Submitting Computational Jobs on Supercomputer (Tutorial)
In this tutorial, I am sharing how to submit computational jobs using Linux OS on XSEDE Supercomputers. This tutorial assumes familiarity with Linux Centos OS, XSEDE resources and parallel computing.
What is XSEDE?
- The Extreme Science and Engineering Discovery Environment (XSEDE) is a single virtual system that scientists can use to interactively share computing resources, data and expertise.
- The most advanced, powerful, and robust collection of integrated advanced digital resources and services in the world
- A single virtual system that scientists can use to interactively share computing resources, data and expertise
Login to your allocations
SSH & Config
- Connecting to Brdiges
~ user$ ssh bridges.psc.edu -l user
- Connecting to Comet
~ user$ ssh user@comet.sdsc.xsede.org
- SSH Keygen & Configuration on Mac
This is a demo on how to create a public key locally on unix-like system and pair with Comet
- Generate Public and Private Key
~ user$ ssh-keygen
~ user$ cd .ssh/
~ user$ ls
~ user$ cat id_rsa.pub
Check out the public key, since it’s the one we will be sending to the remote machine
Now, let’s copy our public key to remote connection (Comet)
~ user$ scp id_rsa.pub user@comet.sdsc.xsede.org:~/.ssh/authorized_keys
Config file
Let’s use an alias for accessing comet
~ user$ cd .ssh/
~ user$ touch config
~ user$ vi config
~ Host comet
HostName comet.sdsc.xsede.org
User <username>
IdentityFile ~/.ssh/id_rsa
~ user$ ssh comet
Running Jobs
- Login Nodes
- When you login to an XSEDE resource, you connect to a login node.
- Use login nodes for basic tasks such as file editing, code compilation, data backup, and job submission.
- Do not run compute jobs on the login nodes.
- Running Compute Jobs
- Jobs are run on the compute nodes by submitting a batch script on a login node
- All jobs are placed in a batch queue after they are submitted.
- All XSEDE compute resources use a batch scheduler (e.g.SLURM) for running jobs.

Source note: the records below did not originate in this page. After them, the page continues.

/// Portable listing source on top of `std::fs::read_dir`.
///
/// Used where no batched native primitive is wired up. `read_dir` already
/// batches internally (`getdents64` on Linux), and `DirEntry::metadata`
/// does not follow symlinks, so links are reported rather than traversed.
///
/// On Unix an entry living on a different device than its parent is a mount
/// point. It is reported as a reparse point, the same way Windows reports
/// volume mount points, so a walk never crosses into another filesystem.
use super::listing::{DirEntry, ListingSource, RawRecord};
use crate::error::ScanError;
use crate::model::utc_to_filetime;
use chrono::{DateTime, Utc};
use compact_str::CompactString;
use std::ffi::OsString;
use std::fs;
use std::io;
use std::path::{Path, PathBuf};
use tracing::trace;

#[derive(Debug, Default, Clone, Copy)]
pub struct StdListing;

impl StdListing {
    pub fn new() -> Self {
        Self
    }
}

impl ListingSource for StdListing {
    type Records<'a>
        = StdRecords
    where
        Self: 'a;

    fn open<'a>(&'a mut self, dir: &Path) -> Result<StdRecords, ScanError> {
        let inner = fs::read_dir(dir).map_err(|e| ScanError::access_denied(dir, e))?;
        let device = fs::metadata(dir).ok().and_then(|meta| device_of(&meta));
        Ok(StdRecords {
            dir: dir.to_path_buf(),
            inner,
            device,
            done: false,
        })
    }
}

pub struct StdRecords {
    dir: PathBuf,
    inner: fs::ReadDir,
    /// Device of the listed directory, where the platform exposes one.
    device: Option<u64>,
    done: bool,
}

impl Iterator for StdRecords {
    type Item = Result<RawRecord, ScanError>;

    fn next(&mut self) -> Option<Self::Item> {
        while !self.done {
            let entry = match self.inner.next()? {
                Ok(entry) => entry,
                Err(err) => {
                    self.done = true;
                    return Some(Err(ScanError::access_denied(self.dir.clone(), err)));
                }
            };

            match entry.metadata() {
                Ok(meta) => {
                    let record = record_from_metadata(entry.file_name(), &meta, self.device);
                    return Some(Ok(record));
                }
                // Removed between the listing and the stat.
                Err(err) if err.kind() == io::ErrorKind::NotFound => {
                    trace!("entry vanished during listing: {}", entry.path().display());
                }
                Err(err) => {
                    self.done = true;
                    return Some(Err(ScanError::access_denied(self.dir.clone(), err)));
                }
            }
        }
        None
    }
}

fn record_from_metadata(os_name: OsString, meta: &fs::Metadata, device: Option<u64>) -> RawRecord {
    let file_type = meta.file_type();
    let modified = meta
        .modified()
        .map(DateTime::<Utc>::from)
        .unwrap_or(DateTime::UNIX_EPOCH);
    let logical = meta.len() as i64;
    let (link, offline) = link_flags(meta);
    let mount_point = device.is_some_and(|parent| device_of(meta) != Some(parent));

    RawRecord {
        entry: DirEntry {
            name: CompactString::new(os_name.to_string_lossy()),
            os_name,
            logical_size: logical,
            allocated_size: allocated_size(meta, logical),
            is_directory: file_type.is_dir(),
            last_modified_raw: utc_to_filetime(modified),
        },
        reparse_point: link || mount_point,
        offline,
    }
}

#[cfg(unix)]
fn device_of(meta: &fs::Metadata) -> Option<u64> {
    use std::os::unix::fs::MetadataExt;
    Some(meta.dev())
}

#[cfg(not(unix))]
fn device_of(_meta: &fs::Metadata) -> Option<u64> {
    None
}

#[cfg(unix)]
fn allocated_size(meta: &fs::Metadata, _logical: i64) -> i64 {
    use std::os::unix::fs::MetadataExt;
    // st_blocks is always in 512-byte units.
    (meta.blocks() as i64).saturating_mul(512)
}

#[cfg(not(unix))]
fn allocated_size(_meta: &fs::Metadata, logical: i64) -> i64 {
    logical
}

#[cfg(windows)]
fn link_flags(meta: &fs::Metadata) -> (bool, bool) {
    use super::nt_records::{FILE_ATTRIBUTE_OFFLINE, FILE_ATTRIBUTE_REPARSE_POINT};
    use std::os::windows::fs::MetadataExt;
    let attrs = meta.file_attributes();
    (
        attrs & FILE_ATTRIBUTE_REPARSE_POINT != 0,
        attrs & FILE_ATTRIBUTE_OFFLINE != 0,
    )
}

#[cfg(not(windows))]
fn link_flags(meta: &fs::Metadata) -> (bool, bool) {
    (meta.file_type().is_symlink(), false)
}

#[cfg(test)]
mod tests {
    use super::*;
    use std::io::Write;
    use tempfile::TempDir;

    #[test]
    fn test_lists_files_and_dirs() {
        let tmp = TempDir::new().unwrap();
        fs::create_dir(tmp.path().join("sub")).unwrap();
        fs::File::create(tmp.path().join("data.bin"))
            .unwrap()
            .write_all(&[7u8; 321])
            .unwrap();

        let mut source = StdListing::new();
        let mut records: Vec<RawRecord> = source
            .open(tmp.path())
            .unwrap()
            .map(Result::unwrap)
            .collect();
        records.sort_by(|a, b| a.entry.name.cmp(&b.entry.name));

        assert_eq!(records.len(), 2);
        assert_eq!(records[0].entry.name, "data.bin");
        assert_eq!(records[0].entry.logical_size, 321);
        assert!(!records[0].entry.is_directory);
        assert!(!records[0].reparse_point);
        assert_eq!(records[1].entry.name, "sub");
        assert!(records[1].entry.is_directory);
    }

    #[test]
    fn test_missing_directory_is_access_denied() {
        let tmp = TempDir::new().unwrap();
        let mut source = StdListing::new();
        let err = source.open(&tmp.path().join("nope")).err().unwrap();
        assert!(matches!(err, ScanError::AccessDenied { .. }));
    }

    #[cfg(unix)]
    #[test]
    fn test_non_utf8_name_is_kept_raw() {
        use std::os::unix::ffi::{OsStrExt, OsStringExt};

        let tmp = TempDir::new().unwrap();
        let raw = std::ffi::OsStr::from_bytes(b"caf\xe9");
        fs::create_dir(tmp.path().join(raw)).unwrap();

        let mut source = StdListing::new();
        let record = source.open(tmp.path()).unwrap().next().unwrap().unwrap();
        assert_eq!(record.entry.name, "caf\u{FFFD}");
        assert_eq!(record.entry.os_name.clone().into_vec(), b"caf\xe9");
        assert!(record.entry.is_directory);
        assert!(!record.reparse_point);
    }

    #[cfg(unix)]
    #[test]
    fn test_entry_on_other_device_is_a_mount_point() {
        let tmp = TempDir::new().unwrap();
        fs::create_dir(tmp.path().join("mnt")).unwrap();
        let meta = fs::symlink_metadata(tmp.path().join("mnt")).unwrap();
        let own = device_of(&meta);

        let same = record_from_metadata("mnt".into(), &meta, own);
        assert!(!same.reparse_point);
        let other = own.map(|dev| dev.wrapping_add(1));
        let crossed = record_from_metadata("mnt".into(), &meta, other);
        assert!(crossed.reparse_point);
        assert!(!crossed.offline);
        assert!(crossed.entry.is_directory);
    }

    #[cfg(unix)]
    #[test]
    fn test_mount_points_are_reported_as_reparse_points() {
        use std::os::unix::fs::MetadataExt;

        let root_dev = fs::metadata("/").unwrap().dev();
        let mut source = StdListing::new();
        let records: Vec<RawRecord> = source
            .open(Path::new("/"))
            .unwrap()
            .filter_map(Result::ok)
            .collect();

        for record in &records {
            let path = Path::new("/").join(&record.entry.os_name);
            let Ok(meta) = fs::symlink_metadata(&path) else {
                continue;
            };
            if meta.dev() != root_dev {
                assert!(record.reparse_point, "{} crosses devices", path.display());
            } else if !meta.file_type().is_symlink() {
                assert!(!record.reparse_point, "{} is on the root device", path.display());
            }
        }
    }

    #[cfg(unix)]
    #[test]
    fn test_symlink_is_reported_as_reparse_point() {
        let tmp = TempDir::new().unwrap();
        fs::create_dir(tmp.path().join("real")).unwrap();
        std::os::unix::fs::symlink(tmp.path().join("real"), tmp.path().join("alias")).unwrap();

        let mut source = StdListing::new();
        let alias = source
            .open(tmp.path())
            .unwrap()
            .map(Result::unwrap)
            .find(|r| r.entry.name == "alias")
            .unwrap();
        assert!(alias.reparse_point);
        assert!(!alias.offline);
        assert!(!alias.entry.is_directory);
    }
}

- Resource User Guides on the XUP have details on different systems scheduler.
- Batch Scripts
- Batch scripts include scheduler specific
directives, comments, and executable
commands, e.g.:
- Number and type of nodes needed
- Time needed to run the job
- Where to write output files
- Batch scripts include scheduler specific
directives, comments, and executable
commands, e.g.:
- Script commands are system specific – see the resource’s User Guide on the XUP for details
Running Jupyter Notebooks and R Servers
- This can be done through OnDemand software
- Also, can be done through SSH tunneling
Interacting with Python
Multiple versions of python are installed, and they are all accessible via the module command. To see what is available, type
~ user$ module avail python
Be sure to check the help for each version to see useful information about how that version was compiled and whether there are any conflicts with other modules. Type
~ user$ module help python/x.x.x
Add-on packages
Various add-on packages such as numpy, scipy, and the MKL libraries are installed with individual versions. You can see what is available in a given version by first loading the module and then using the pip
command:
~ user$ module load python/x.x.x pip freeze ## for python 2
pip3 freeze ## for python 3
This command will give the version number of the installed packges.
User installed add-on packages
You may also install add-on packages in your own directories. After loading the appropriate python module, use the pip install
command:
pip install --user package-name=version-number
If you want to install a specific version of your package, add the optional version-number.